## [Dataset records]
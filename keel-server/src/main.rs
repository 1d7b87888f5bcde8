mod config;
use clap::{Parser, Subcommand};
use config::Config;
use tracing_subscriber::layer::SubscriberExt;
use tracing_subscriber::util::SubscriberInitExt;

mod server;
use server::run_server;

#[derive(Parser)]
#[command(name = "keel")]
#[command(about = "Replicated content-addressed blob storage node")]
struct Cli {
    #[command(subcommand)]
    command: Commands,
}

#[derive(Subcommand)]
enum Commands {
    /// Start a node and join the cluster sharing its metadata backend
    Start {
        /// Path to configuration file
        #[arg(long = "conf", default_value = "config.yaml")]
        conf: String,

        /// Override node.id from config
        #[arg(long)]
        node: Option<String>,
    },
}

#[tokio::main]
async fn main() {
    tracing_subscriber::registry()
        .with(
            tracing_subscriber::EnvFilter::try_from_default_env()
                .unwrap_or_else(|_| "keel=info".into()),
        )
        .with(tracing_subscriber::fmt::layer())
        .init();

    let cli = Cli::parse();

    match cli.command {
        Commands::Start { conf, node } => {
            tracing::info!("Starting Keel with config: {}", conf);

            let mut cfg = match Config::from_file(&conf) {
                Ok(c) => c,
                Err(error) => {
                    tracing::error!("Failed to load config: {}", error);
                    std::process::exit(1);
                }
            };

            if let Some(node) = node {
                tracing::info!("Using node override '{}' via CLI", node);
                cfg.node.id = node;
            }

            if let Err(error) = cfg.validate() {
                tracing::error!("Invalid config: {}", error);
                std::process::exit(2);
            }

            if let Err(error) = run_server(cfg).await {
                tracing::error!("Server error: {}", error);
                std::process::exit(1);
            }
        }
    }
}
use super::types::ReplicationManifest;
use crate::registry::{
    MetadataBackend, OBJECT_KEY_PREFIX, RecordUpdate, get_record, list_records, object_key,
    update_record,
};
use crate::storage::Envelope;
use crate::{KeelError, Result};
use chrono::{DateTime, Utc};
use std::collections::BTreeSet;
use std::sync::Arc;

/// Replication manifests in the metadata backend. Every mutation is a CAS
/// merge against the freshest record, never a blind overwrite.
pub struct ManifestStore {
    backend: Arc<dyn MetadataBackend>,
    max_attempts: usize,
}

impl ManifestStore {
    pub fn new(backend: Arc<dyn MetadataBackend>, max_attempts: usize) -> Self {
        Self {
            backend,
            max_attempts,
        }
    }

    pub async fn get(&self, sha512: &str) -> Result<Option<ReplicationManifest>> {
        get_record(self.backend.as_ref(), &object_key(sha512)).await
    }

    /// All manifests ordered by content hash.
    pub async fn list(&self) -> Result<Vec<ReplicationManifest>> {
        let records =
            list_records::<ReplicationManifest>(self.backend.as_ref(), OBJECT_KEY_PREFIX).await?;
        Ok(records.into_iter().map(|(_, manifest)| manifest).collect())
    }

    /// Creates the manifest or merges `holders` into it. A tombstone left by
    /// an earlier delete of the same content is cleared.
    pub async fn record_write(
        &self,
        envelope: &Envelope,
        holders: &BTreeSet<String>,
        write_factor: usize,
    ) -> Result<ReplicationManifest> {
        let updated = update_record::<ReplicationManifest, _>(
            self.backend.as_ref(),
            &object_key(&envelope.sha512),
            self.max_attempts,
            |current| {
                let manifest = match current {
                    Some(mut existing) => {
                        existing.holders.extend(holders.iter().cloned());
                        existing.write_factor = existing.write_factor.max(write_factor);
                        existing.tombstoned = false;
                        existing.tombstoned_at = None;
                        existing
                    }
                    None => ReplicationManifest {
                        sha512: envelope.sha512.clone(),
                        size_bytes: envelope.size_bytes,
                        created_at: envelope.created_at,
                        holders: holders.clone(),
                        write_factor,
                        tombstoned: false,
                        tombstoned_at: None,
                    },
                };
                Ok(RecordUpdate::Put(manifest))
            },
        )
        .await?;

        updated.ok_or_else(|| {
            KeelError::Internal(format!("manifest vanished after write: {}", envelope.sha512))
        })
    }

    /// Adds `peer_id` to the holders. Returns `None` when the manifest no
    /// longer exists.
    pub async fn add_holder(
        &self,
        sha512: &str,
        peer_id: &str,
    ) -> Result<Option<ReplicationManifest>> {
        self.add_holders(sha512, &BTreeSet::from([peer_id.to_string()]))
            .await
    }

    /// Merges `holders` in without touching the tombstone.
    pub async fn add_holders(
        &self,
        sha512: &str,
        holders: &BTreeSet<String>,
    ) -> Result<Option<ReplicationManifest>> {
        update_record::<ReplicationManifest, _>(
            self.backend.as_ref(),
            &object_key(sha512),
            self.max_attempts,
            |current| match current {
                Some(manifest) if holders.is_subset(&manifest.holders) => {
                    Ok(RecordUpdate::Keep)
                }
                Some(mut manifest) => {
                    manifest.holders.extend(holders.iter().cloned());
                    Ok(RecordUpdate::Put(manifest))
                }
                None => Ok(RecordUpdate::Keep),
            },
        )
        .await
    }

    /// Marks the object deleted. The first tombstone time is kept.
    pub async fn tombstone(
        &self,
        sha512: &str,
        now: DateTime<Utc>,
    ) -> Result<ReplicationManifest> {
        let updated = update_record::<ReplicationManifest, _>(
            self.backend.as_ref(),
            &object_key(sha512),
            self.max_attempts,
            |current| match current {
                Some(manifest) if manifest.tombstoned => Ok(RecordUpdate::Keep),
                Some(mut manifest) => {
                    manifest.tombstoned = true;
                    manifest.tombstoned_at = Some(now);
                    Ok(RecordUpdate::Put(manifest))
                }
                None => Err(KeelError::NotFound(format!("object {}", sha512))),
            },
        )
        .await?;

        updated.ok_or_else(|| KeelError::NotFound(format!("object {}", sha512)))
    }

    /// Removes `peer_id` from the holders of a tombstoned manifest, deleting
    /// the manifest once nobody holds the object.
    pub async fn release_holder(&self, sha512: &str, peer_id: &str) -> Result<HolderRelease> {
        let mut release = HolderRelease::Skipped;
        update_record::<ReplicationManifest, _>(
            self.backend.as_ref(),
            &object_key(sha512),
            self.max_attempts,
            |current| match current {
                Some(manifest) if !manifest.tombstoned => {
                    release = HolderRelease::Skipped;
                    Ok(RecordUpdate::Keep)
                }
                Some(mut manifest) => {
                    manifest.holders.remove(peer_id);
                    if manifest.holders.is_empty() {
                        release = HolderRelease::ManifestRemoved;
                        Ok(RecordUpdate::Delete)
                    } else {
                        release = HolderRelease::Released;
                        Ok(RecordUpdate::Put(manifest))
                    }
                }
                None => {
                    release = HolderRelease::Missing;
                    Ok(RecordUpdate::Keep)
                }
            },
        )
        .await?;

        Ok(release)
    }
}

#[derive(Debug, Clone, Copy, PartialEq, Eq)]
pub enum HolderRelease {
    /// The object is no longer tombstoned; nothing changed.
    Skipped,
    /// This peer left the holders; others still hold the object.
    Released,
    /// This peer was the last holder and the manifest was removed.
    ManifestRemoved,
    /// The manifest had already been removed.
    Missing,
}
use crate::clock::Clock;
use crate::cluster::{ClientPool, ClusterConfig, ManifestStore};
use crate::membership::PeerStore;
use crate::storage::{BlobObjects, BlobReader, ByteRange, validate_hash};
use crate::{KeelError, Result};
use std::sync::Arc;

#[derive(Clone)]
pub struct OpenBlobOperation {
    config: ClusterConfig,
    local: Arc<dyn BlobObjects>,
    peers: Arc<PeerStore>,
    pool: Arc<ClientPool>,
    manifests: Arc<ManifestStore>,
    clock: Arc<dyn Clock>,
}

#[derive(Debug, Clone)]
pub struct OpenBlobOperationRequest {
    pub sha512: String,
    pub range: Option<ByteRange>,
}

#[derive(Debug, Clone, PartialEq, Eq)]
pub enum BlobSource {
    Local,
    Peer(String),
}

pub struct OpenBlobOperationResult {
    pub reader: BlobReader,
    pub source: BlobSource,
    /// Size of the whole object.
    pub size_bytes: u64,
    /// The range actually served, clamped to the object.
    pub range: Option<ByteRange>,
}

impl OpenBlobOperation {
    pub fn new(
        config: ClusterConfig,
        local: Arc<dyn BlobObjects>,
        peers: Arc<PeerStore>,
        pool: Arc<ClientPool>,
        manifests: Arc<ManifestStore>,
        clock: Arc<dyn Clock>,
    ) -> Self {
        Self {
            config,
            local,
            peers,
            pool,
            manifests,
            clock,
        }
    }

    pub async fn run(&self, request: OpenBlobOperationRequest) -> Result<OpenBlobOperationResult> {
        let OpenBlobOperationRequest { sha512, range } = request;
        validate_hash(&sha512)?;

        let manifest = self.manifests.get(&sha512).await?;
        if let Some(manifest) = &manifest
            && manifest.grace_elapsed(self.clock.now(), self.config.grace_period)
        {
            return Err(KeelError::NotFound(format!("object {} was deleted", sha512)));
        }

        let local_size = match self.local.blob_envelope(&sha512).await {
            Ok(envelope) => Some(envelope.size_bytes),
            Err(error) if error.is_not_found() => None,
            Err(error) => return Err(error),
        };
        let size_bytes = match (local_size, &manifest) {
            (Some(size_bytes), _) => size_bytes,
            (None, Some(manifest)) => manifest.size_bytes,
            (None, None) => return Err(KeelError::NotFound(format!("object {}", sha512))),
        };
        let range = range.map(|range| range.resolve(size_bytes)).transpose()?;

        if local_size.is_some() {
            match self.local.open_blob(&sha512, range).await {
                Ok(reader) => {
                    return Ok(OpenBlobOperationResult {
                        reader,
                        source: BlobSource::Local,
                        size_bytes,
                        range,
                    });
                }
                // purged since the stat above
                Err(error) if error.is_not_found() => {}
                Err(error) => return Err(error),
            }
        }

        let Some(manifest) = manifest else {
            return Err(KeelError::NotFound(format!("object {}", sha512)));
        };

        for holder in manifest
            .holders
            .iter()
            .filter(|holder| **holder != self.config.peer_id)
        {
            let Some(peer) = self.peers.peer(holder).await else {
                continue;
            };
            if !self.peers.is_active(&peer.id).await {
                continue;
            }

            let opened = tokio::time::timeout(self.config.push_timeout, async {
                let handle = self.pool.resolve(&peer).await?;
                handle.open_blob(&sha512, range).await
            })
            .await
            .unwrap_or_else(|_| {
                Err(KeelError::Timeout(format!(
                    "open on {} exceeded {:?}",
                    peer.id, self.config.push_timeout
                )))
            });

            match opened {
                Ok(reader) => {
                    tracing::debug!(
                        "Reading object from holder: sha512={} node={}",
                        sha512,
                        peer.id
                    );
                    return Ok(OpenBlobOperationResult {
                        reader,
                        source: BlobSource::Peer(peer.id),
                        size_bytes,
                        range,
                    });
                }
                Err(error) => {
                    tracing::warn!(
                        "Holder read failed: node={} sha512={} error={}",
                        peer.id,
                        sha512,
                        error
                    );
                }
            }
        }

        Err(KeelError::Unavailable(format!(
            "no reachable holder for object {}",
            sha512
        )))
    }
}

## [Task details]
Copy every line of the material in which the word "opened" occurs.

## [Solution for this exercise]
            let opened = tokio::time::timeout(self.config.push_timeout, async {
            match opened {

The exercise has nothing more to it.